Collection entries
───

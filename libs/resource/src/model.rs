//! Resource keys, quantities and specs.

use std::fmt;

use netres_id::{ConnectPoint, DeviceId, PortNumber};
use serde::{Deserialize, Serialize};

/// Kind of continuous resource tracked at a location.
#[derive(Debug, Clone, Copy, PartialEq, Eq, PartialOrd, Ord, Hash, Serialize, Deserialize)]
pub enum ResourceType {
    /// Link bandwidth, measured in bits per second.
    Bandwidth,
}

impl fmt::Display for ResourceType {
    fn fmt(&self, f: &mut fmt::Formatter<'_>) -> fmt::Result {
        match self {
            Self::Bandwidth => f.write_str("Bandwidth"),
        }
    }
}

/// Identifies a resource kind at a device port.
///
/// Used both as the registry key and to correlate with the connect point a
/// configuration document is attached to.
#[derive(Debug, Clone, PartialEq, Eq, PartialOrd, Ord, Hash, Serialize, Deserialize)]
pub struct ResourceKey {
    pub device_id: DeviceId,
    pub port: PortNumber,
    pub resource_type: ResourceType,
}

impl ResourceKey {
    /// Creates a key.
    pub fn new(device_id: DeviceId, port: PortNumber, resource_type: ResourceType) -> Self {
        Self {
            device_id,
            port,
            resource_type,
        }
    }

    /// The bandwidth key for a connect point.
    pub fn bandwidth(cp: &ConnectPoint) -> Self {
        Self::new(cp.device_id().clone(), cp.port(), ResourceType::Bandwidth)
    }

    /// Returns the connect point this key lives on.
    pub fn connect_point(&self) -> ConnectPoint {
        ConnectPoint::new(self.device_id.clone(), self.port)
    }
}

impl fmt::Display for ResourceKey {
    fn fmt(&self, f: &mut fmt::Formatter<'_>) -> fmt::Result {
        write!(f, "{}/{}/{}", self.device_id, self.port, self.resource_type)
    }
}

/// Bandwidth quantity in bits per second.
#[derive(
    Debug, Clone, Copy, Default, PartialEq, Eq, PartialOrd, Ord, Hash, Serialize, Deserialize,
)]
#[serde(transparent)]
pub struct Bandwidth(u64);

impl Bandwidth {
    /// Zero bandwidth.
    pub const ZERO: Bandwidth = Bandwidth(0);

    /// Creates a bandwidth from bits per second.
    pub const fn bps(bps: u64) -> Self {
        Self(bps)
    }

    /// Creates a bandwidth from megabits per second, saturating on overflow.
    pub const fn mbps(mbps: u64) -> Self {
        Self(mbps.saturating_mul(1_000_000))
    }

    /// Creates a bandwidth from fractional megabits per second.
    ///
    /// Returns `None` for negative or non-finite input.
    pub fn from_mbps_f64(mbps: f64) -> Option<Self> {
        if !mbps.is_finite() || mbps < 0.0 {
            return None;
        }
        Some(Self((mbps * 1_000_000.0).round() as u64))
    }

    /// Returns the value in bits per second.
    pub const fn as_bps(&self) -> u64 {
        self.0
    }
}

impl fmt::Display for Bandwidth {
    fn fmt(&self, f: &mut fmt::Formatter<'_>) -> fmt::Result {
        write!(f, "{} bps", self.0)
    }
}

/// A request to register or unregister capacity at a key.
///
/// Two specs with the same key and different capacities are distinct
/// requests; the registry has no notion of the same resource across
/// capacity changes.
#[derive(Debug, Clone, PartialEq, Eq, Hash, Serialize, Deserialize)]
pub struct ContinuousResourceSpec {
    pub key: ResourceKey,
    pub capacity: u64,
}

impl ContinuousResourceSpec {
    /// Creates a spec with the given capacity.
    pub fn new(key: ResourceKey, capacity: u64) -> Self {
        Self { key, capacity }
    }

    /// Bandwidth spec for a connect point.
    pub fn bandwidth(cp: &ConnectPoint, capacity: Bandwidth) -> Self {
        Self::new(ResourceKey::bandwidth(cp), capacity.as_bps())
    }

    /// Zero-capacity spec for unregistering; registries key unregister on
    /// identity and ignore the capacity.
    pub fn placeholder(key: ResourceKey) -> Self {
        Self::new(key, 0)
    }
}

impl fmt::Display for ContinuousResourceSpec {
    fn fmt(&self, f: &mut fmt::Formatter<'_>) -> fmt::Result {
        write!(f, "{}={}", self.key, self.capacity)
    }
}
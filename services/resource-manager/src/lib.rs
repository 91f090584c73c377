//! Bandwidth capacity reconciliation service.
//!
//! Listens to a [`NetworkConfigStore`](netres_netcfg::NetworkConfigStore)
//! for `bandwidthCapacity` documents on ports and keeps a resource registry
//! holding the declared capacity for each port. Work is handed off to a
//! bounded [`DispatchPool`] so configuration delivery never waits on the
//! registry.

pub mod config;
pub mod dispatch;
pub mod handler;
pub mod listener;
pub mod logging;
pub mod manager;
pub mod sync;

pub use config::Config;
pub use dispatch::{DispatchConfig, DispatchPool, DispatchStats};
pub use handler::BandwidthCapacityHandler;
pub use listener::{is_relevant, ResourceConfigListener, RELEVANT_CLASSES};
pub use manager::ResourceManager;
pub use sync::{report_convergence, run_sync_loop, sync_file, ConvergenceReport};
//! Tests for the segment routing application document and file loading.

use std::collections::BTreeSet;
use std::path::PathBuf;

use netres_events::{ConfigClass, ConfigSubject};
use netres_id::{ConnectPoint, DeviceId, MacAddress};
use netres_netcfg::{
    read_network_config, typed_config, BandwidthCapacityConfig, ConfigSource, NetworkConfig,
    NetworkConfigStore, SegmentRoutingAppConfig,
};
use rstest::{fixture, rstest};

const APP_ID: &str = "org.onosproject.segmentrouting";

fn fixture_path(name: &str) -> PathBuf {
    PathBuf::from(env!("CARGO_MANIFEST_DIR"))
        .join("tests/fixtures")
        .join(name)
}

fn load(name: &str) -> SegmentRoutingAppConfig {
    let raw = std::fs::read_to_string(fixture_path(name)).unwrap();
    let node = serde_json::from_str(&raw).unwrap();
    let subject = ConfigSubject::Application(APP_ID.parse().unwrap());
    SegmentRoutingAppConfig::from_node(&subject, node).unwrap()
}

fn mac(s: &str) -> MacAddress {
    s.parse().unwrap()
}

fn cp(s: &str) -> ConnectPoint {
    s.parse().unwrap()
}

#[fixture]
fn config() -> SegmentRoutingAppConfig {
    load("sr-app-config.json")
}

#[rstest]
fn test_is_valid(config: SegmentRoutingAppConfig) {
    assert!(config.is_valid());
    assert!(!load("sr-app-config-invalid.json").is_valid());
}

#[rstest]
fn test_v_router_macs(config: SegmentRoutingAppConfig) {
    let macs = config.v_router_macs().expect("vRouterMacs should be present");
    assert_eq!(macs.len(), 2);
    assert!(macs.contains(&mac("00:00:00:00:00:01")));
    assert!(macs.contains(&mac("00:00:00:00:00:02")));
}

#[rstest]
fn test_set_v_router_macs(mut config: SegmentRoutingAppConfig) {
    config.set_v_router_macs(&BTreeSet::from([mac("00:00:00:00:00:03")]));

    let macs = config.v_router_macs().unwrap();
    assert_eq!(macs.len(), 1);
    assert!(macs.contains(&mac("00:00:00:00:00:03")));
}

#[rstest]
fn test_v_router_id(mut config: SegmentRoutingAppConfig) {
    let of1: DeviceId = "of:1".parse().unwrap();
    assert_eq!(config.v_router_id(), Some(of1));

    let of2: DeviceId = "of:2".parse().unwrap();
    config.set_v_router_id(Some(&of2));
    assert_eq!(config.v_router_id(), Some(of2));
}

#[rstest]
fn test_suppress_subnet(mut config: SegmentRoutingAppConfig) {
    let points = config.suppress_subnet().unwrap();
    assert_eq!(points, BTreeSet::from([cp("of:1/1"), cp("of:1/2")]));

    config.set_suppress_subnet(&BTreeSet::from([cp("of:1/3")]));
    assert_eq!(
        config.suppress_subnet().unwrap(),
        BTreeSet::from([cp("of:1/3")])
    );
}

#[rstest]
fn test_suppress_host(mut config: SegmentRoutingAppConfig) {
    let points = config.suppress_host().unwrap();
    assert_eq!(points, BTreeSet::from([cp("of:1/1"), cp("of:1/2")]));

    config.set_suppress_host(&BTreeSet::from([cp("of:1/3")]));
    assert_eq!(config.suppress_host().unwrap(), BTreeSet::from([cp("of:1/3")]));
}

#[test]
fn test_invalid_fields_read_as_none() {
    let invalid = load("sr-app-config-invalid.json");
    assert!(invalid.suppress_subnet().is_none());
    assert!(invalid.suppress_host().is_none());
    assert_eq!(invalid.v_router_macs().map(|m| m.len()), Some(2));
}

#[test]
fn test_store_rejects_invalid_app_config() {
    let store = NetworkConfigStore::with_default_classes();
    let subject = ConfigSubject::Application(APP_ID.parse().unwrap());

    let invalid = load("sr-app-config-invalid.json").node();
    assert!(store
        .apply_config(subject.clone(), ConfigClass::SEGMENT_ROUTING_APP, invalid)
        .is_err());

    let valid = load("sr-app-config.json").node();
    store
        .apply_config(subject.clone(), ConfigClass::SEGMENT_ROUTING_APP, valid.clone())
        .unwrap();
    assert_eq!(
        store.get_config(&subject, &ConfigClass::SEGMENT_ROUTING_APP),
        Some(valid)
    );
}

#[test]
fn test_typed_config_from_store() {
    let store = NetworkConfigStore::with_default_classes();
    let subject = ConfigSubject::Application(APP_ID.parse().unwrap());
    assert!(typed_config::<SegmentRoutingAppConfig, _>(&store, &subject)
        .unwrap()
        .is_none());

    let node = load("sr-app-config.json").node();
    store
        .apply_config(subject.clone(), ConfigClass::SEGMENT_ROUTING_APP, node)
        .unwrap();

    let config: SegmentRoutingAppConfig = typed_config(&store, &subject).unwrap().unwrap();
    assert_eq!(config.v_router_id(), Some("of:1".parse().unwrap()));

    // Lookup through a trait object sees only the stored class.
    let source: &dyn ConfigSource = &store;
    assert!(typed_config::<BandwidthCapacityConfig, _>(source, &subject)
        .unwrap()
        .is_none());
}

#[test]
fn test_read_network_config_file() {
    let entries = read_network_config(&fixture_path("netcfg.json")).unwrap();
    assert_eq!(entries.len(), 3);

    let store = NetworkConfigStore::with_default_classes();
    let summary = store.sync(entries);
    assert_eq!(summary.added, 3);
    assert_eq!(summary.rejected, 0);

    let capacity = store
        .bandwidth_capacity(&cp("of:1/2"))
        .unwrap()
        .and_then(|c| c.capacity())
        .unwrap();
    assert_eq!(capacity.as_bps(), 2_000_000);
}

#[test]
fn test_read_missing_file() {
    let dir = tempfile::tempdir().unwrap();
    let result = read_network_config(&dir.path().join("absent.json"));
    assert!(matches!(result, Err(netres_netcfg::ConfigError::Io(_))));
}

───

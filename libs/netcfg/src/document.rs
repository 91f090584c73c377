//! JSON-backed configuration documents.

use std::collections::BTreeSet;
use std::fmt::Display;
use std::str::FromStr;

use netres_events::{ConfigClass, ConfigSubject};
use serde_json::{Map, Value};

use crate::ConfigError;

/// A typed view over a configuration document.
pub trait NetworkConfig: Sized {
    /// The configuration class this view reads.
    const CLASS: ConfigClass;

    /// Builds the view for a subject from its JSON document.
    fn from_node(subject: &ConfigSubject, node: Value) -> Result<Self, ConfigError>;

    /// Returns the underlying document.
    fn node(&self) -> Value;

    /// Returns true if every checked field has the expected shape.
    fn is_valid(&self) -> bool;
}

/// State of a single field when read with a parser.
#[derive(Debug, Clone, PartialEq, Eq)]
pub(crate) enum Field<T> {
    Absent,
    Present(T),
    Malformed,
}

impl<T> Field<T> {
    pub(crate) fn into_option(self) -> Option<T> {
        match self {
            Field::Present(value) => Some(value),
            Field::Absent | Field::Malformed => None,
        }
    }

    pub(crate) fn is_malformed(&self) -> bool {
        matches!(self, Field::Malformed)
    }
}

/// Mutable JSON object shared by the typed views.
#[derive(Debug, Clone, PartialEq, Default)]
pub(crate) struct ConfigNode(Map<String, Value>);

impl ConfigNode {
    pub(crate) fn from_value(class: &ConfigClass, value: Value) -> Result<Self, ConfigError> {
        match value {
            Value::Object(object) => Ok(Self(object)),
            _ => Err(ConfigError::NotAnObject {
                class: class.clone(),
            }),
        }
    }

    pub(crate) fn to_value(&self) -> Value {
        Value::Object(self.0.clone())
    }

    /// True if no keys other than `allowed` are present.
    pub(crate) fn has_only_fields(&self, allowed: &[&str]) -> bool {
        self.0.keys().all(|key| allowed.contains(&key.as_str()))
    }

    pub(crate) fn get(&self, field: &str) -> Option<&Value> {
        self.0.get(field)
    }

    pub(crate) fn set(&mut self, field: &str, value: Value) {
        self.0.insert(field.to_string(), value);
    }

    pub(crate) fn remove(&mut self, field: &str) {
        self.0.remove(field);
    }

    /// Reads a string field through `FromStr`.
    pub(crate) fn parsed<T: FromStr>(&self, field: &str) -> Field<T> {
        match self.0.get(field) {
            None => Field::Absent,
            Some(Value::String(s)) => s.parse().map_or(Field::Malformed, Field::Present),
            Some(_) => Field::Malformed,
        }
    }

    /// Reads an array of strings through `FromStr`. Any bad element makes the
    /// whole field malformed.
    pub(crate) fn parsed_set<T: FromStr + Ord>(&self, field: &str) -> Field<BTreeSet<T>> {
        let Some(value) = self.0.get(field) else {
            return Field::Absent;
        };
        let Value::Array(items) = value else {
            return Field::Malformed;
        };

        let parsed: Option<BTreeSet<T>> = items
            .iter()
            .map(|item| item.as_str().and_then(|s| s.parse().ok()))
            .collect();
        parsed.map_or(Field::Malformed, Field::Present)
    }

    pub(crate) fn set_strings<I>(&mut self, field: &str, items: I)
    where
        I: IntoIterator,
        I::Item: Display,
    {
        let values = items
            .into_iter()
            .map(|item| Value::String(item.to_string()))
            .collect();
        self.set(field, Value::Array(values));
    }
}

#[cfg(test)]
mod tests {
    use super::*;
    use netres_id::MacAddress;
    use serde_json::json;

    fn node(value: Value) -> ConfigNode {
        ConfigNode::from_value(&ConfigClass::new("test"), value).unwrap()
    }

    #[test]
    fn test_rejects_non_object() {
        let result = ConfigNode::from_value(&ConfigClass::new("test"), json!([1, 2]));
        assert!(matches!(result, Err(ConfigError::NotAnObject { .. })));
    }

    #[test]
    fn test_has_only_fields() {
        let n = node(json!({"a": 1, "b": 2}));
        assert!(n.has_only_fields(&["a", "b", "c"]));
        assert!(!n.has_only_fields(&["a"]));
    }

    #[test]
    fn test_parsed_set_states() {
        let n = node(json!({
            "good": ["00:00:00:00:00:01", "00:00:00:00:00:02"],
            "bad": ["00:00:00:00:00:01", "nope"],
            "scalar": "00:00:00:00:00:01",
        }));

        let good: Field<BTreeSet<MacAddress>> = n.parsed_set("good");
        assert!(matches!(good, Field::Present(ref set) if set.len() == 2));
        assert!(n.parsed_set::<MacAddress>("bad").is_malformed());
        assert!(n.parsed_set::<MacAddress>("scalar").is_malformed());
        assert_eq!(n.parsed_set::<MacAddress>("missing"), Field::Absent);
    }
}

───

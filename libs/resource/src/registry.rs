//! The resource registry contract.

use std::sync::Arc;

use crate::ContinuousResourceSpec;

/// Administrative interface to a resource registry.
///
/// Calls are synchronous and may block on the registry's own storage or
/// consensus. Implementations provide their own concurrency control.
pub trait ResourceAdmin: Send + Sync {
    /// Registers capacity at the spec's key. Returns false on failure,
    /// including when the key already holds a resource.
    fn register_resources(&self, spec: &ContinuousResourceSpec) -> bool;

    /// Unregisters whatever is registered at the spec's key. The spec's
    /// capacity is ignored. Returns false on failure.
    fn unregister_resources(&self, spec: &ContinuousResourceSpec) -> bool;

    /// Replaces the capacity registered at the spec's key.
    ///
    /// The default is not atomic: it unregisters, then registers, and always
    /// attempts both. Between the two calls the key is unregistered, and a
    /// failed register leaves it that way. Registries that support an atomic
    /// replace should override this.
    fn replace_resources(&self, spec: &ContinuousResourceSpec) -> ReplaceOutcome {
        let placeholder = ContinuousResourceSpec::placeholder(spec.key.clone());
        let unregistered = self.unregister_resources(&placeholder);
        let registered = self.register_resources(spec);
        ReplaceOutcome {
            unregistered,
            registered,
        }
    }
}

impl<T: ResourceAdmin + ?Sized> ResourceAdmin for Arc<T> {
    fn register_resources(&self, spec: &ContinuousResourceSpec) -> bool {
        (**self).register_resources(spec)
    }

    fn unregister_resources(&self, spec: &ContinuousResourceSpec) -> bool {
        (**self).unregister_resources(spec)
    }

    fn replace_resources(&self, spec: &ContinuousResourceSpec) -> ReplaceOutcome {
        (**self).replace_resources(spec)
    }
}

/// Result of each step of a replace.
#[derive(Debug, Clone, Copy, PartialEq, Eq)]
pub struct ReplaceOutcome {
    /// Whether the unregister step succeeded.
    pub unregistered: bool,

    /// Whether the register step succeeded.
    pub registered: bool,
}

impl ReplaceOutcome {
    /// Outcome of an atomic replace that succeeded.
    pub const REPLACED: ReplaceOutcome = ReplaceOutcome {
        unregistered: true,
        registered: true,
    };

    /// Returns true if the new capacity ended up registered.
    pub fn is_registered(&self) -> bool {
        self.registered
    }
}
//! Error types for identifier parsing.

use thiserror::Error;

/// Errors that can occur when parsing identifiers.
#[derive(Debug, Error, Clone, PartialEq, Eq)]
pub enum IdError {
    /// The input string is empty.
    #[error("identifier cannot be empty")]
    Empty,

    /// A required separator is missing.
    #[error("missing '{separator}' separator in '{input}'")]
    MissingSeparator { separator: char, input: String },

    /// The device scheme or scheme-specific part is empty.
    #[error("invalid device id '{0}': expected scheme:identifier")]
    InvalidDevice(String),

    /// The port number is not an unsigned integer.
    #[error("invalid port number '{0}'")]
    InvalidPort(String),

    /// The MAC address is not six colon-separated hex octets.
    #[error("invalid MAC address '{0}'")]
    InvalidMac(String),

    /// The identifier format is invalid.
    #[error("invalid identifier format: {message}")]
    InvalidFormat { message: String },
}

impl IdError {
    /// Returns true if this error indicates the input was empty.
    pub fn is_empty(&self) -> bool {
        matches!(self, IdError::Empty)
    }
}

───

- _Activity_
Each line in the data that holds the string "else" should be found and copied.

- _Final answer_
        let Some(value) = self.0.get(field) else {
        let Value::Array(items) = value else {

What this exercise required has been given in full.